御风得知之后,岂能容忍?如此下去,整个人世间将会秩序大乱,他亲自去了帝都,趁着九婴最微弱的一个日子,将九婴擒获,带回来蜀山,借用五灵地脉,利用藏珍阁三大法器布下九重大阵将之镇压。
因着和九婴对阵消耗了不少修为,御风已经无法将九婴诛灭,原本打算徐徐图之,先镇压再慢慢炼化。可惜,御风不知道帝王之情。
那时武帝尚且未登基,为了上蜀山,为了令御风不敢伤他性命,武帝雷霆手段改朝换代成为帝王。并且暗中大力扶持佛门,利用和九婴的心契,趁着御风闭关疗伤,制造出了蜀山派用上古凶恶神兽祸害帝王的假象。
帝王更是哄骗高僧,希望他们助他向蜀山派要回九婴,只有由佛门处置了九婴,他才能够安心。
当时的禅晦大师自然是义不容辞,带着帝王的使命去蜀山派索要九婴,御风解释了因果,禅晦一时间不知道谁真谁假,不论是误信哪一方,都极有可能是罪孽。
因此他提出将九婴交给他们佛门,若有闪失,他承担一切罪孽。可是御风早就看穿了九婴和帝王之间的阴谋诡计,心性纯善的禅晦根本不可能看的住九婴。
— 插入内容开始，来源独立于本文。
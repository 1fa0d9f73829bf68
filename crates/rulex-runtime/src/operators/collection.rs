//! Collection kernels

use crate::error::{Result, RuntimeError};
use rulex_core::Value;

/// Null (handled by the caller), an empty list, map or string
pub(crate) fn is_empty(left: &Value) -> Result<bool> {
    match left {
        Value::Null => Ok(true),
        Value::List(items) => Ok(items.is_empty()),
        Value::Map(map) => Ok(map.is_empty()),
        Value::String(s) => Ok(s.is_empty()),
        other => Err(RuntimeError::type_mismatch("collection", other.kind())),
    }
}

#[cfg(test)]
mod tests {
    use super::*;

    #[test]
    fn test_is_empty() {
        assert!(is_empty(&Value::List(vec![])).unwrap());
        assert!(!is_empty(&Value::list(vec!["x"])).unwrap());
        assert!(is_empty(&Value::from("")).unwrap());
        assert!(is_empty(&Value::Int(0)).is_err());
    }
}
御风的不信任,令佛门许多僧人心生不满,且那时候原本就是道教和佛教冲击最大的时期,最终双方因为九婴和帝王的挑拨离间还是大打出手,可是谁也没有料想到御风的能力,他不但以一敌百,还将九婴的神识震碎,代价就是他的性命。
看着被震碎神识,九死一生的九婴,和舍生平定战乱的御风,禅晦才羞愧离去。
“禅晦大师原本法号并不是禅晦。”说完之后,元奕填了一句。
“禅晦,参禅不晦,铸成大错。”温亭湛倒是立刻明白其中含义,“亦有忏悔之意。”
“大错已然铸成,忏悔又有何意义?”夜摇光轻叹一声,“不过,人生在世,谁又能无错?”
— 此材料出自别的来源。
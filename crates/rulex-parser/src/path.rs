//! Path tokenizer
//!
//! Splits a path such as `Orders.Latest(3).Total` into ordered segments and
//! classifies each segment as a member, an indexer or a call. Parenthesized
//! argument lists are kept whole, so dots and commas inside them never split
//! a segment.

use crate::error::{ParseError, Result};

/// Token that resolves to the current node itself
pub const SELF_TOKEN: &str = "Self";

/// Split a path into segment strings
///
/// Paths without parentheses degenerate to a dot split with empty pieces
/// removed. Unbalanced parentheses are reported with the character position
/// of the offending parenthesis.
pub fn tokenize(path: &str) -> Result<Vec<String>> {
    let chars: Vec<char> = path.chars().collect();
    let mut open_stack = Vec::new();
    let mut groups = Vec::new();

    for (i, c) in chars.iter().enumerate() {
        match c {
            '(' => open_stack.push(i),
            ')' => {
                let open = open_stack.pop().ok_or_else(|| ParseError::MalformedPath {
                    path: path.to_string(),
                    position: i,
                })?;
                if open_stack.is_empty() {
                    groups.push((open, i));
                }
            }
            _ => {}
        }
    }

    if let Some(&open) = open_stack.first() {
        return Err(ParseError::MalformedPath {
            path: path.to_string(),
            position: open,
        });
    }

    if groups.is_empty() {
        return Ok(split_members(path));
    }

    let mut segments = Vec::new();
    let mut cursor = 0;
    for (open, close) in groups {
        let prefix: String = chars[cursor..open].iter().collect();
        let mut pieces: Vec<&str> = prefix.split('.').collect();
        let callee = pieces.pop().unwrap_or_default();
        segments.extend(split_pieces(pieces));

        let group: String = chars[open..=close].iter().collect();
        segments.push(format!("{}{}", callee, group));
        cursor = close + 1;
    }

    let residual: String = chars[cursor..].iter().collect();
    segments.extend(split_members(&residual));

    log::debug!("Tokenized path '{}' into {:?}", path, segments);
    Ok(segments)
}

fn split_members(text: &str) -> Vec<String> {
    split_pieces(text.split('.'))
}

fn split_pieces<'a>(pieces: impl IntoIterator<Item = &'a str>) -> Vec<String> {
    pieces
        .into_iter()
        .filter(|p| !p.is_empty())
        .map(str::to_string)
        .collect()
}

/// Key of a bracket indexer
#[derive(Debug, Clone, PartialEq, Eq)]
pub enum IndexKey {
    /// Integer key: positional access into a sequence
    Position(usize),
    /// Any other key: dictionary lookup
    Key(String),
}

/// A classified path segment
#[derive(Debug, Clone, PartialEq, Eq)]
pub enum Segment {
    /// `Self`: the current node itself
    SelfRef,
    /// `name(arg1, arg2)`: macro or function call with literal arguments
    Call { name: String, args: Vec<String> },
    /// `name[key]`: member followed by an index or key lookup; `name` is
    /// empty when the brackets follow a call
    Index { name: String, key: IndexKey },
    /// Plain member name
    Member(String),
}

impl Segment {
    /// Classify one segment string
    pub fn parse(text: &str) -> Segment {
        let text = text.trim();
        if text == SELF_TOKEN {
            return Segment::SelfRef;
        }

        if let Some((name, inner)) = split_enclosed(text, '(', ')') {
            return Segment::Call {
                name: name.to_string(),
                args: split_arguments(inner),
            };
        }

        if let Some((name, inner)) = split_enclosed(text, '[', ']') {
            let key = unquote(inner.trim());
            let key = match key.parse::<usize>() {
                Ok(position) => IndexKey::Position(position),
                Err(_) => IndexKey::Key(key.to_string()),
            };
            return Segment::Index {
                name: name.to_string(),
                key,
            };
        }

        Segment::Member(text.to_string())
    }

    /// Name of the member, call or indexed member
    pub fn name(&self) -> &str {
        match self {
            Segment::SelfRef => SELF_TOKEN,
            Segment::Call { name, .. } | Segment::Index { name, .. } => name,
            Segment::Member(name) => name,
        }
    }
}

/// Split `name<open>inner<close>` when `name` is an identifier
///
/// Brackets may also stand alone (`[0]` after a call) and then index the
/// current node.
fn split_enclosed(text: &str, open: char, close: char) -> Option<(&str, &str)> {
    let body = text.strip_suffix(close)?;
    let start = body.find(open)?;
    let name = body[..start].trim();
    if !is_identifier(name) && !(name.is_empty() && open == '[') {
        return None;
    }
    Some((name, &body[start + open.len_utf8()..]))
}

fn is_identifier(name: &str) -> bool {
    let mut chars = name.chars();
    match chars.next() {
        Some(c) if c.is_alphabetic() || c == '_' => {}
        _ => return false,
    }
    chars.all(|c| c.is_alphanumeric() || c == '_')
}

/// Split an argument list on top-level commas
///
/// Commas nested in parentheses, brackets or quotes do not split. Each
/// argument is trimmed and unquoted.
pub fn split_arguments(args: &str) -> Vec<String> {
    if args.trim().is_empty() {
        return Vec::new();
    }

    let mut result = Vec::new();
    let mut current = String::new();
    let mut depth = 0usize;
    let mut quote: Option<char> = None;

    for c in args.chars() {
        match (quote, c) {
            (Some(q), c) if c == q => {
                quote = None;
                current.push(c);
            }
            (Some(_), c) => current.push(c),
            (None, '"' | '\'') => {
                quote = Some(c);
                current.push(c);
            }
            (None, '(' | '[') => {
                depth += 1;
                current.push(c);
            }
            (None, ')' | ']') => {
                depth = depth.saturating_sub(1);
                current.push(c);
            }
            (None, ',') if depth == 0 => {
                result.push(unquote(current.trim()).to_string());
                current.clear();
            }
            (None, c) => current.push(c),
        }
    }
    result.push(unquote(current.trim()).to_string());

    result
}

/// Strip one pair of matching single or double quotes
pub fn unquote(text: &str) -> &str {
    let quoted = text.len() >= 2
        && ((text.starts_with('"') && text.ends_with('"'))
            || (text.starts_with('\'') && text.ends_with('\'')));
    if quoted {
        &text[1..text.len() - 1]
    } else {
        text
    }
}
要说错,最大的错还是九婴与帝王那一段不伦之情,他们俩本就是不为世俗所容的情。夜摇光也理解,情不知所起,亦无法自制。他们俩相爱无错,既然选择这段情,就应该隐世不出,过着他们的二人世界。若是如此,御风上仙也未必要插手。
“太贪心了……”
“万物生灵,性本贪。”温亭湛道,这世间没有生灵不贪心,只不过看是否掌握得住那个度罢了,“元大人的故事还没有完。”
莞尔,元奕也不卖关子:“御风上仙去的突然,并没有将后事交代下去,他膝下两名嫡传弟子都受到了重创,醒了之后反倒是被自己的徒儿给越权取代……”
御风的大弟子被徒儿所挟持,倒是他并不如何关注自己的师叔,这才致使御风的二弟子逃窜出去,后来御风的大弟子和这个叛徒同归于尽,小弟子知道的也就更少,并且根本撑不起整个门派,只能按照师祖的遗命封山不出。